══ Input records ══

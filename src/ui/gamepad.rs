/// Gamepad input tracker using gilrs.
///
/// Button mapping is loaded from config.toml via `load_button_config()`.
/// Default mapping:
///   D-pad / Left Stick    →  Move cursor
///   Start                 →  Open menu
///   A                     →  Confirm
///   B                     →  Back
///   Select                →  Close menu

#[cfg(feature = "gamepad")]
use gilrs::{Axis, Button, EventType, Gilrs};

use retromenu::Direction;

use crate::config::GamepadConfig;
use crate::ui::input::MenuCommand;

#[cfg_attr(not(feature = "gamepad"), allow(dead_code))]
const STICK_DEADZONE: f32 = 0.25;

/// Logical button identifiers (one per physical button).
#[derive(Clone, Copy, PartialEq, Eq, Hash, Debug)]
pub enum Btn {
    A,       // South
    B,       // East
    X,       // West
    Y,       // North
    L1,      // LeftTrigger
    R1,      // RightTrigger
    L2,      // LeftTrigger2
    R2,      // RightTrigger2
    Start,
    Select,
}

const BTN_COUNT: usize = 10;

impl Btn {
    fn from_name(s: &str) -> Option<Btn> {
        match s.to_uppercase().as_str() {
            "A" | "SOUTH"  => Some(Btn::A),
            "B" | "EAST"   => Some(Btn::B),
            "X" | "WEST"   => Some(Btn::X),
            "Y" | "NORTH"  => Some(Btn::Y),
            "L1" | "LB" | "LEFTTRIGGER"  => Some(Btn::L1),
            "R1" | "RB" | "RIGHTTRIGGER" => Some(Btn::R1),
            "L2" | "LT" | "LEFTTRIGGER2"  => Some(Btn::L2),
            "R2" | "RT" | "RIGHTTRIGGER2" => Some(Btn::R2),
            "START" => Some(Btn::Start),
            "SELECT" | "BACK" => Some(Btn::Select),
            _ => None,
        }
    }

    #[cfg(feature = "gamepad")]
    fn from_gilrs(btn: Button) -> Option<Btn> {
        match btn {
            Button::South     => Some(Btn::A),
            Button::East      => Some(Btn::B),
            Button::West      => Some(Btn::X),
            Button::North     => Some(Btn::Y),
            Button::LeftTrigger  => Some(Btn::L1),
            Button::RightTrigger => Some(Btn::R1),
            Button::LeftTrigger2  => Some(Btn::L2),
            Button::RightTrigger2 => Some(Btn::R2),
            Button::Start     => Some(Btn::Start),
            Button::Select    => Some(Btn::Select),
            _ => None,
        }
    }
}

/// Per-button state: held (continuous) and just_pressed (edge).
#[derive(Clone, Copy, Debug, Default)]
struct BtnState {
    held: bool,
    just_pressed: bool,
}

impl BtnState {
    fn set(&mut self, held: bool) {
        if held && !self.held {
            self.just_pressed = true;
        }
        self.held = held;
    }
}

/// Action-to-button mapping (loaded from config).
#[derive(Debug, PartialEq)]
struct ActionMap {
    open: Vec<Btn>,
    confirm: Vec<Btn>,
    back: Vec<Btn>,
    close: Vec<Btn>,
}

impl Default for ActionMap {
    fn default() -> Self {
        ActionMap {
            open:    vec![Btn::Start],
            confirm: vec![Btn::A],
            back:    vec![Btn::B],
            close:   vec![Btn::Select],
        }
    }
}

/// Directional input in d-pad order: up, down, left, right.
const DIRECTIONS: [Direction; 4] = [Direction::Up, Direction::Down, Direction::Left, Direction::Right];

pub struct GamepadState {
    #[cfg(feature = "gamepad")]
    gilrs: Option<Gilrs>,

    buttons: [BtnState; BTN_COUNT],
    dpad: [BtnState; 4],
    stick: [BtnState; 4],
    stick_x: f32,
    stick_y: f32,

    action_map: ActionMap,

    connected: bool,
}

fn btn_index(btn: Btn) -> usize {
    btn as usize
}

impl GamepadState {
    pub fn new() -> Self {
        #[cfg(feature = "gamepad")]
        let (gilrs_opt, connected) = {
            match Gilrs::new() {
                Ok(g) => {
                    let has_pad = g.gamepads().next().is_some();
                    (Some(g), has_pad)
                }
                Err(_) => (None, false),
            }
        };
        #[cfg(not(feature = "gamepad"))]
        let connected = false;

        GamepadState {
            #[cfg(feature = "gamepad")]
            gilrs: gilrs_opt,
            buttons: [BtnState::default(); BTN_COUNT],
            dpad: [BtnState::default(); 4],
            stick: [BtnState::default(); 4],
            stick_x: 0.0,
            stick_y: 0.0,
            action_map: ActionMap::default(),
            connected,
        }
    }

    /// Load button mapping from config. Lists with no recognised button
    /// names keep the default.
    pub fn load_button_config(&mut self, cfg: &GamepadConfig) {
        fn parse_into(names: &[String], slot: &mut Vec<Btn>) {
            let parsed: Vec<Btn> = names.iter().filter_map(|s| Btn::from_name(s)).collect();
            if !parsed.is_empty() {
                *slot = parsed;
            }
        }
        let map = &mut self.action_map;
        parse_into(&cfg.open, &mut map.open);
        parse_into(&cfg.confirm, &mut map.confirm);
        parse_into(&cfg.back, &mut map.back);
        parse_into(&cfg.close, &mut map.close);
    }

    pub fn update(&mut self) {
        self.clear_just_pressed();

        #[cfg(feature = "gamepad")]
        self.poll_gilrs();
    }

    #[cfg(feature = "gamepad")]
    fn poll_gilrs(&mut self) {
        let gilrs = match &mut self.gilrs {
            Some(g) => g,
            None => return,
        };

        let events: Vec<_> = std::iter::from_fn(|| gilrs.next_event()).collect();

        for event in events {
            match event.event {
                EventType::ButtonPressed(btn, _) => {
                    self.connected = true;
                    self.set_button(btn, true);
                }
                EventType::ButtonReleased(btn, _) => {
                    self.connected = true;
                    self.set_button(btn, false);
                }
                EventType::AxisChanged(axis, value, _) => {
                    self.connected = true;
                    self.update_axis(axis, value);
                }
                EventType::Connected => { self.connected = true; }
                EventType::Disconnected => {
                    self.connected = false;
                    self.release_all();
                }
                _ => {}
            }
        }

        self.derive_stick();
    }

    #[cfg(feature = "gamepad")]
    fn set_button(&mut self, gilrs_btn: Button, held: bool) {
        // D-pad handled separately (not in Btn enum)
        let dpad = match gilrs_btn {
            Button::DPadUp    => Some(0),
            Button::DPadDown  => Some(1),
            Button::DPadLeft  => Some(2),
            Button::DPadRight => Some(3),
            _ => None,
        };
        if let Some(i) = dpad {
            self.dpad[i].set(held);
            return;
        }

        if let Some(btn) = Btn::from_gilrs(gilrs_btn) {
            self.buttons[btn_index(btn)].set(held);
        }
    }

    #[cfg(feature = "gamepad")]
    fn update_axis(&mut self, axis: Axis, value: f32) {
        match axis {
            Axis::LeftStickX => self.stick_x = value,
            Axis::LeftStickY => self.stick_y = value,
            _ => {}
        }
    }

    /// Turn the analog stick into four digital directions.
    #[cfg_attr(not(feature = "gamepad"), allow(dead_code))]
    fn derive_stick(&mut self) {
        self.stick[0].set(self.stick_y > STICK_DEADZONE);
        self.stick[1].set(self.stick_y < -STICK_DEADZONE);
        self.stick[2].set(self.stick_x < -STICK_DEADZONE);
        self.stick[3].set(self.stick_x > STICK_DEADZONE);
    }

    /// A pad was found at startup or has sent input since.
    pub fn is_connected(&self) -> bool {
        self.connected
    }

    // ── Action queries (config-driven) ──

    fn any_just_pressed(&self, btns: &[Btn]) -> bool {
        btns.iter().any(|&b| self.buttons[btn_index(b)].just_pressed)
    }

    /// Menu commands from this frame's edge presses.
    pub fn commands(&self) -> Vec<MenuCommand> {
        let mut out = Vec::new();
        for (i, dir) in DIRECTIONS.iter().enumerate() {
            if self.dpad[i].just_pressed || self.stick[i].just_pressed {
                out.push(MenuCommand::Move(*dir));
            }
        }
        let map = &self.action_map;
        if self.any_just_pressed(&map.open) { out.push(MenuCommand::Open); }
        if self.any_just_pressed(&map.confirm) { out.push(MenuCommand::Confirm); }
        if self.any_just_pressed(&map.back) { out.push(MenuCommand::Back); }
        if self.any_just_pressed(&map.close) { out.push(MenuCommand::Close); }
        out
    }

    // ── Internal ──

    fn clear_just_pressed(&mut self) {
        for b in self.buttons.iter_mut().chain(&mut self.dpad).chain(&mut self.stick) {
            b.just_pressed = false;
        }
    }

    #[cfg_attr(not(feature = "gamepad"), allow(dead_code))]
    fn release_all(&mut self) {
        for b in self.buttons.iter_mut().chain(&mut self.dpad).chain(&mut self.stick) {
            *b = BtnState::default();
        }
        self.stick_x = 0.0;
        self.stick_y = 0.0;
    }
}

═══
══ Input records ══

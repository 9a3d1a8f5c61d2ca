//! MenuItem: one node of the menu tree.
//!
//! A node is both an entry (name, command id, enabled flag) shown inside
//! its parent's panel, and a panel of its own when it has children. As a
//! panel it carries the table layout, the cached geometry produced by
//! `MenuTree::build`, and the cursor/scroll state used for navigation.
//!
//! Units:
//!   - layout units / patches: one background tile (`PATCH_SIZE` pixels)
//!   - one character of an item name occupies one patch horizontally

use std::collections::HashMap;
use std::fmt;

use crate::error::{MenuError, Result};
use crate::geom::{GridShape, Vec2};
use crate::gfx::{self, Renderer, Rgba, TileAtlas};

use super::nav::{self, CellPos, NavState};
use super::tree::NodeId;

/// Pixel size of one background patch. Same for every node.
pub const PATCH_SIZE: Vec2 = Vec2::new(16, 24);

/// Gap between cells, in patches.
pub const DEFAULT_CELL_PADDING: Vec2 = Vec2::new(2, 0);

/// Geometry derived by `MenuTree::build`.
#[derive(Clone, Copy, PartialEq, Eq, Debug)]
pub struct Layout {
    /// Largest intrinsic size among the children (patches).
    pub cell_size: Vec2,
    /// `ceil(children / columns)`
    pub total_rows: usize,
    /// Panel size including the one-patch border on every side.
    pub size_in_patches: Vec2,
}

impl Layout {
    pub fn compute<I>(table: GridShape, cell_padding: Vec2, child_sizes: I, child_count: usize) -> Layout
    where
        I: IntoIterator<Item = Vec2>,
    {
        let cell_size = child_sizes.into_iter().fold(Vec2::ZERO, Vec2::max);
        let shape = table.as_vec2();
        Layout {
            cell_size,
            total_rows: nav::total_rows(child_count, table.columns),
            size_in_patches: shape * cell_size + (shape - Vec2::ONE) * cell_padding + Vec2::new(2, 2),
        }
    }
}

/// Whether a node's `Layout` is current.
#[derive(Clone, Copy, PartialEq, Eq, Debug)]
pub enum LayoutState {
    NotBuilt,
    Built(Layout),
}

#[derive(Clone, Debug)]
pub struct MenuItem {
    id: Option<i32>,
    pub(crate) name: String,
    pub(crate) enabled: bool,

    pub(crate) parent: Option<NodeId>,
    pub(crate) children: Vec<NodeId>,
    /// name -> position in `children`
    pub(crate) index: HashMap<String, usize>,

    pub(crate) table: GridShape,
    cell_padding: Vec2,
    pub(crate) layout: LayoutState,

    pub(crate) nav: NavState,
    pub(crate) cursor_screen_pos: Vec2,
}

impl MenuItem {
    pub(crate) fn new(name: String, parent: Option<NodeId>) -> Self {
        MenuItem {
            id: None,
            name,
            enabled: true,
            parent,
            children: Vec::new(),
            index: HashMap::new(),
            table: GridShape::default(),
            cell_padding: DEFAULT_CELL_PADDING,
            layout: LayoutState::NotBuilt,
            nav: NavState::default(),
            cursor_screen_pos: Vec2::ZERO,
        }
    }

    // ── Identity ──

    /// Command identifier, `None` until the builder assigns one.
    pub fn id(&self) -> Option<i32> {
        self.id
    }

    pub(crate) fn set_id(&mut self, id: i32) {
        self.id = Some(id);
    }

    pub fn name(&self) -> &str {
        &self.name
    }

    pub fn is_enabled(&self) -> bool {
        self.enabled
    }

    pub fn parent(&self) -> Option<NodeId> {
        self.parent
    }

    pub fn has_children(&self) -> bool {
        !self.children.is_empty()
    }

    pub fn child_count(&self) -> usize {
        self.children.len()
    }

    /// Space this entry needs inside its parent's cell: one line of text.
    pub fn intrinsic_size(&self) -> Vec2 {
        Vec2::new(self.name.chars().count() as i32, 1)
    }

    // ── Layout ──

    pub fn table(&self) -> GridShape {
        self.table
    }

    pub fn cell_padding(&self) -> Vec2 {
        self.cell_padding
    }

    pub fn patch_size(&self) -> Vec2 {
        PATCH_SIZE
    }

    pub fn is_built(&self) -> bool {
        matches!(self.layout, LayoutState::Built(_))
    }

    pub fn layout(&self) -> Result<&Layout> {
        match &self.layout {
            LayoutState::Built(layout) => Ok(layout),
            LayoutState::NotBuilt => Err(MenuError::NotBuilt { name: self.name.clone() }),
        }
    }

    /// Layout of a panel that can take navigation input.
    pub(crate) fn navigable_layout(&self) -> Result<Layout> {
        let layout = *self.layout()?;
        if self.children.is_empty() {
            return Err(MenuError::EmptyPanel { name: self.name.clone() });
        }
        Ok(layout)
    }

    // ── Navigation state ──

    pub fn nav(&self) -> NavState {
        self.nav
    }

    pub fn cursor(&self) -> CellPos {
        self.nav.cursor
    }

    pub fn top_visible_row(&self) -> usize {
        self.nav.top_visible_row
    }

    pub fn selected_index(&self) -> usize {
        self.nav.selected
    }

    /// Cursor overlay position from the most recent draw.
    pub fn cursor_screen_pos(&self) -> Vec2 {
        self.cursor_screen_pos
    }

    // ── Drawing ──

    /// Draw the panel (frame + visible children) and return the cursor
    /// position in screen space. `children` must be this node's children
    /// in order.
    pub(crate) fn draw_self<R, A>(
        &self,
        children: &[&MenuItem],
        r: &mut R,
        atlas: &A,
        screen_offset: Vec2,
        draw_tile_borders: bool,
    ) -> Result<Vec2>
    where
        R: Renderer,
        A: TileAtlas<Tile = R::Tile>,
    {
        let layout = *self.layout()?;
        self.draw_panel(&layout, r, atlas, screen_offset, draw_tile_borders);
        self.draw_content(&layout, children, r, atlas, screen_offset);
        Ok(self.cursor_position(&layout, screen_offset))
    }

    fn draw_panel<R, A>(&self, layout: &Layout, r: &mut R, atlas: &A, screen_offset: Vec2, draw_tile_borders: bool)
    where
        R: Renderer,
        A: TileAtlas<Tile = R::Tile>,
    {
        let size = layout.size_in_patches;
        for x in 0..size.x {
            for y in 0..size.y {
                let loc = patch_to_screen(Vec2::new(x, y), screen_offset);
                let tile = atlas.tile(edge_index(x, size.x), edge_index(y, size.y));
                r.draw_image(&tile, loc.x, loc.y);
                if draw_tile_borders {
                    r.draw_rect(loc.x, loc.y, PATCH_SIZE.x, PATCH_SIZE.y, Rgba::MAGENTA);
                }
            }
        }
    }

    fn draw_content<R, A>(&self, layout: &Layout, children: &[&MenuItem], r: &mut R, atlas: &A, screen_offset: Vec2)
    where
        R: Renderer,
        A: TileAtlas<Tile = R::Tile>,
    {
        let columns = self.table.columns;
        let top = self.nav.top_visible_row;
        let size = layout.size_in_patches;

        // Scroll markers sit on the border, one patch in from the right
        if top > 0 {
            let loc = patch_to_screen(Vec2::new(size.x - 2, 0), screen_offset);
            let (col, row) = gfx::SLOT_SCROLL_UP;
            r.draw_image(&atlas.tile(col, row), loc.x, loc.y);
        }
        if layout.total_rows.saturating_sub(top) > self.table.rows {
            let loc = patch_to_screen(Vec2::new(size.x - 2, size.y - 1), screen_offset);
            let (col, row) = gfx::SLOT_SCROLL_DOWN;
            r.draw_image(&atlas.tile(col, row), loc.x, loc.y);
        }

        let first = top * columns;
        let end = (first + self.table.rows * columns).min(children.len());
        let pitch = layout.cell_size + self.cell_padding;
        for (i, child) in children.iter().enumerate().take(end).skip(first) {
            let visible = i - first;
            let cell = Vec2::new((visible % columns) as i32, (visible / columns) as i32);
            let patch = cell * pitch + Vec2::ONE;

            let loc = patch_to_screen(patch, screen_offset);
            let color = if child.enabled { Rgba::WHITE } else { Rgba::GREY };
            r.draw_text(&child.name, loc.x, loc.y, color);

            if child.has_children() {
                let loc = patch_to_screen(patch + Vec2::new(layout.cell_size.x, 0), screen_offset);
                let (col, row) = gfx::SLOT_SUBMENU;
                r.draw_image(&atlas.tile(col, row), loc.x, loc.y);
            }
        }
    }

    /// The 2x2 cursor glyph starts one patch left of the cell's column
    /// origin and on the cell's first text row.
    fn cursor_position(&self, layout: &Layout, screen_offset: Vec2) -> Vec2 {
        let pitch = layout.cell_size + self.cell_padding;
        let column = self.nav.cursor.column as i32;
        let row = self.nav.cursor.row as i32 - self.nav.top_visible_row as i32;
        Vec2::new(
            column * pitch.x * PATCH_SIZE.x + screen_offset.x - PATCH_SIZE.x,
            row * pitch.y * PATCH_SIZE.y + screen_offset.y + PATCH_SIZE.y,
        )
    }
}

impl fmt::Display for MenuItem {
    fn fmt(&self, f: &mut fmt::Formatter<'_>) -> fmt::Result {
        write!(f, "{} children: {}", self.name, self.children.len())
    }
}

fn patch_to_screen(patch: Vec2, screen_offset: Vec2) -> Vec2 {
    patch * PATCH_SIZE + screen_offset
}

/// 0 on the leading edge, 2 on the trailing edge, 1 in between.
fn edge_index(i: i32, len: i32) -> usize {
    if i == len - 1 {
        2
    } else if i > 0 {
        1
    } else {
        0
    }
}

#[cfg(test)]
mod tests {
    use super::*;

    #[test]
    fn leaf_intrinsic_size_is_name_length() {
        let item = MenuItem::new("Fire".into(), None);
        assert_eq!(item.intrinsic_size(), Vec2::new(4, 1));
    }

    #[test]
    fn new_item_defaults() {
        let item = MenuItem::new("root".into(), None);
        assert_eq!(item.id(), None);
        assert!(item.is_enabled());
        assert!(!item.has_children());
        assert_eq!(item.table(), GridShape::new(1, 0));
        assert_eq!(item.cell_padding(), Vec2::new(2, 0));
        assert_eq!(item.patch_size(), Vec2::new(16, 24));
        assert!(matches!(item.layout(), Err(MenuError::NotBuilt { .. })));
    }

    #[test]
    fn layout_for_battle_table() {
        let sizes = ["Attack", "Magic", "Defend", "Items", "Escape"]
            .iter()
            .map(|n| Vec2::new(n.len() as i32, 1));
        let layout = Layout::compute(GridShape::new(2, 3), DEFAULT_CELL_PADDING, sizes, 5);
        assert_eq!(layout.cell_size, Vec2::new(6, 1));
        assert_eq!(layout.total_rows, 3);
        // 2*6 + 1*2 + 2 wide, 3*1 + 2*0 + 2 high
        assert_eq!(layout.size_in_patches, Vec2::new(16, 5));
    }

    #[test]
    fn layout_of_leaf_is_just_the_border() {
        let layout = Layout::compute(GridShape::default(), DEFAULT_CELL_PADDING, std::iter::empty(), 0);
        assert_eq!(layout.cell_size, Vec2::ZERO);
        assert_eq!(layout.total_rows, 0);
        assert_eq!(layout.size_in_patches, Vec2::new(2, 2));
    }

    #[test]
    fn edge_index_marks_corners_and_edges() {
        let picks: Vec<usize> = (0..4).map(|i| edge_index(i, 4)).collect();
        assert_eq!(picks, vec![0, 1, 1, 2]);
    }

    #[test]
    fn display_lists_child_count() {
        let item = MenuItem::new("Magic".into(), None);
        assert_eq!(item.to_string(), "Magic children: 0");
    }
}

═══

Aim of the task:
Please count the lines above that contain the word "events", and reply with the number alone.

Exercise solution:
2